■ **Your assignment**:
Locate the line containing "pub struct TableRef", then please write out that line and all the lines below it in the entries exactly.

--- Data excerpts Enclosed Below ---

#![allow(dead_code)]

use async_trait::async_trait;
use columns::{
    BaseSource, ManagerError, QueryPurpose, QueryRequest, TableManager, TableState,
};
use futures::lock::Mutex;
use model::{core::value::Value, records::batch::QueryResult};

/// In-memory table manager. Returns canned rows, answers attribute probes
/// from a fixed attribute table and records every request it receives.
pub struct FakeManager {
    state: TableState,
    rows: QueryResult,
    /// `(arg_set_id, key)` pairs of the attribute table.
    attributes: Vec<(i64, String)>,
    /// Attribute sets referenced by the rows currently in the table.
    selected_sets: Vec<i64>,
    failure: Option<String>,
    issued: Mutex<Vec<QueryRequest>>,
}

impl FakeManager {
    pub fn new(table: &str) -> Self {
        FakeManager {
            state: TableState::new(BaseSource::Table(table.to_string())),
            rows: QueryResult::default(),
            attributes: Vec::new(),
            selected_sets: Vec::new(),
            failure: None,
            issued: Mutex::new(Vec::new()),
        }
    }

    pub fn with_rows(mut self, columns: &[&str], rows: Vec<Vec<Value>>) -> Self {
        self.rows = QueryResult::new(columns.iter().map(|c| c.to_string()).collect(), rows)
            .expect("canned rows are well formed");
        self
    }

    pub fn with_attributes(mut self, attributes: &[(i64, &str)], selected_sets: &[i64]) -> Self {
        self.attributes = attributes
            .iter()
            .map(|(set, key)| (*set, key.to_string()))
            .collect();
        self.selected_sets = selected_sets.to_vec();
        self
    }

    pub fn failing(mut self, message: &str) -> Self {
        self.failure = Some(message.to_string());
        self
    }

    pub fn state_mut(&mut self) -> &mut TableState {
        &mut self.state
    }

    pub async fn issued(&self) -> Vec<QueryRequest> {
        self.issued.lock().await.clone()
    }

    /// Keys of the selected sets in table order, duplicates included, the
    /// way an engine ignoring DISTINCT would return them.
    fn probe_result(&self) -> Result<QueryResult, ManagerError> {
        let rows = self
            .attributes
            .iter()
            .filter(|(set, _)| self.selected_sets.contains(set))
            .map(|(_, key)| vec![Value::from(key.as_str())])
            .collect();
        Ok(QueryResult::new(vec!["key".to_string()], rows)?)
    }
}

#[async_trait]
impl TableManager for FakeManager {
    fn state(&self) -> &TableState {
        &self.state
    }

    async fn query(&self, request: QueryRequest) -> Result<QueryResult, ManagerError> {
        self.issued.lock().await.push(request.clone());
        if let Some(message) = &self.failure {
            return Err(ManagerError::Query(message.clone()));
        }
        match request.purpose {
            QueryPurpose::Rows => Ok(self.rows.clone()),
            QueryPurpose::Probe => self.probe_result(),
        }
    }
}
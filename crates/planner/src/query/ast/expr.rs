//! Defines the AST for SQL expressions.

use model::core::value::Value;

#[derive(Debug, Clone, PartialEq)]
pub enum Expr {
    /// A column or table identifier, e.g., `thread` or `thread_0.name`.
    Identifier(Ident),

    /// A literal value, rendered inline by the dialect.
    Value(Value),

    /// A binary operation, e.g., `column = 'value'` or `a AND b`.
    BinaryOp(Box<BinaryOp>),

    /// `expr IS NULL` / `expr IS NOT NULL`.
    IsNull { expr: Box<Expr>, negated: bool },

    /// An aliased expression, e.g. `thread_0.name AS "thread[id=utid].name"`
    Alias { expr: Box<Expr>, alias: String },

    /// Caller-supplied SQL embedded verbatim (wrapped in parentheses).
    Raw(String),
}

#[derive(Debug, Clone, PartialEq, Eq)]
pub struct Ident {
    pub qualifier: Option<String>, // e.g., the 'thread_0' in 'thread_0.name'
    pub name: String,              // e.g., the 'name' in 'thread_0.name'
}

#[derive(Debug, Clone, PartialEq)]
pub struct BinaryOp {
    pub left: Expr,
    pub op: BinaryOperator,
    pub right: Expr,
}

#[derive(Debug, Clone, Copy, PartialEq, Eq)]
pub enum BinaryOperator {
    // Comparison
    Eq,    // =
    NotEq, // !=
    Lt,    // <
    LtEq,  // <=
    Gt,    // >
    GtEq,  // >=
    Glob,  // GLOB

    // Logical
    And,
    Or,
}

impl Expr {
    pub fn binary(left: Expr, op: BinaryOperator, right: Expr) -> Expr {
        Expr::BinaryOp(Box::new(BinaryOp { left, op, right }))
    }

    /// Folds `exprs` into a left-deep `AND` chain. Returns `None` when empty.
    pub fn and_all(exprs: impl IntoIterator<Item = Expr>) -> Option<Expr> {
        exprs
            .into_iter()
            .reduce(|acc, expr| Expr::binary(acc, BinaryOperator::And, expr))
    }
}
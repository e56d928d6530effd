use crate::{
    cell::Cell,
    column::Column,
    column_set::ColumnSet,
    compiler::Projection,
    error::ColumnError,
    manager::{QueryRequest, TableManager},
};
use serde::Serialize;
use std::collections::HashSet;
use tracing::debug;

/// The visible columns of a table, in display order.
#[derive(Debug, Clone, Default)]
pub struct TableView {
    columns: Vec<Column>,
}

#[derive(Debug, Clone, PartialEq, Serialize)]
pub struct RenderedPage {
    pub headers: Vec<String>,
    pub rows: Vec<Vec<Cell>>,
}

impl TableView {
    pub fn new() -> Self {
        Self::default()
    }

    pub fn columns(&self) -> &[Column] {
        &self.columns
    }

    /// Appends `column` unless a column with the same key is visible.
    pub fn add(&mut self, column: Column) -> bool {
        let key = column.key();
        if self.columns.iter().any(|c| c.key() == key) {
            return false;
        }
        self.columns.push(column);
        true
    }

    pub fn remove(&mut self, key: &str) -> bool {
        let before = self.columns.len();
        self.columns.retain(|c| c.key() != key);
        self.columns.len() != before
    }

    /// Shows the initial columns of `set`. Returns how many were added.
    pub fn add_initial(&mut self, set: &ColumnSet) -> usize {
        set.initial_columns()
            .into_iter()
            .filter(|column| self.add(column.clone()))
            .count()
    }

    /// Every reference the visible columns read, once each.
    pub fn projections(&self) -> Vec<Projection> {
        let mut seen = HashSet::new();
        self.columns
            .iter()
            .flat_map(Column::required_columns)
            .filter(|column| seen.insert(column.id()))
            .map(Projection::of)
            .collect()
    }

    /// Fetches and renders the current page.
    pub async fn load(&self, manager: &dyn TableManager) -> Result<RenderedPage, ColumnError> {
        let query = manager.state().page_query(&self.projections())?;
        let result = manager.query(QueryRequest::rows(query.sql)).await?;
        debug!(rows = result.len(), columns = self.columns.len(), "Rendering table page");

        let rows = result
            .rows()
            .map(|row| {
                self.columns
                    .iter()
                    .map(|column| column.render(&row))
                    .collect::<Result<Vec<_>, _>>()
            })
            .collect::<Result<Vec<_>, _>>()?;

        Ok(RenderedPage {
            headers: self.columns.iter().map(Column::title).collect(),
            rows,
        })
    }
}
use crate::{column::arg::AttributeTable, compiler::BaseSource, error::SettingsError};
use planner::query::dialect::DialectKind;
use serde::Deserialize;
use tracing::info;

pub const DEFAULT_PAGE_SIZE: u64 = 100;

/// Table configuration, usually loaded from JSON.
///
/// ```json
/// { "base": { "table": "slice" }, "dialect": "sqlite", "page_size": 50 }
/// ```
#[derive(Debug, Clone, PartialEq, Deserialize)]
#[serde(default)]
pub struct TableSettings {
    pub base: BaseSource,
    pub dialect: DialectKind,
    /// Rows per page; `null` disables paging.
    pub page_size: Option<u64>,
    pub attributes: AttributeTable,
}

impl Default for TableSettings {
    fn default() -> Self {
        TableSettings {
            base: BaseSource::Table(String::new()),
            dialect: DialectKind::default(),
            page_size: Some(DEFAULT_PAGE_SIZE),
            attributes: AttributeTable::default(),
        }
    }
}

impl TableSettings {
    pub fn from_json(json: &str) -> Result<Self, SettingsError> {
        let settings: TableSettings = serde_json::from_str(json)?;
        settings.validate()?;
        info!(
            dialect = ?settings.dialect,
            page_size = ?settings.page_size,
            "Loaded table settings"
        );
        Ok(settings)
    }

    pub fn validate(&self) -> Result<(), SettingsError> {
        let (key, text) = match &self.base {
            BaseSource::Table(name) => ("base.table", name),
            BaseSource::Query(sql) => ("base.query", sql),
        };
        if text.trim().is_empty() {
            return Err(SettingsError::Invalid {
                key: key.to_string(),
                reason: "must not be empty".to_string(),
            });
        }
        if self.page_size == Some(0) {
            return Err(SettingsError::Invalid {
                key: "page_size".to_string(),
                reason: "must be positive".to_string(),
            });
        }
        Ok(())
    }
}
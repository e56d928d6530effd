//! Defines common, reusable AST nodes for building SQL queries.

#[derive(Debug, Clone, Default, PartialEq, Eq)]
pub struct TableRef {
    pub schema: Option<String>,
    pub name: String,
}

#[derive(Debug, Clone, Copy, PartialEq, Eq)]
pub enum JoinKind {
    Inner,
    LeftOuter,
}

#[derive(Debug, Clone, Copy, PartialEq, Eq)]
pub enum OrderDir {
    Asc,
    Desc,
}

--- End of Enclosed Data excerpts ---

■ **Reply**:
pub struct TableRef {
    pub schema: Option<String>,
    pub name: String,
}

#[derive(Debug, Clone, Copy, PartialEq, Eq)]
pub enum JoinKind {
    Inner,
    LeftOuter,
}

#[derive(Debug, Clone, Copy, PartialEq, Eq)]
pub enum OrderDir {
    Asc,
    Desc,
}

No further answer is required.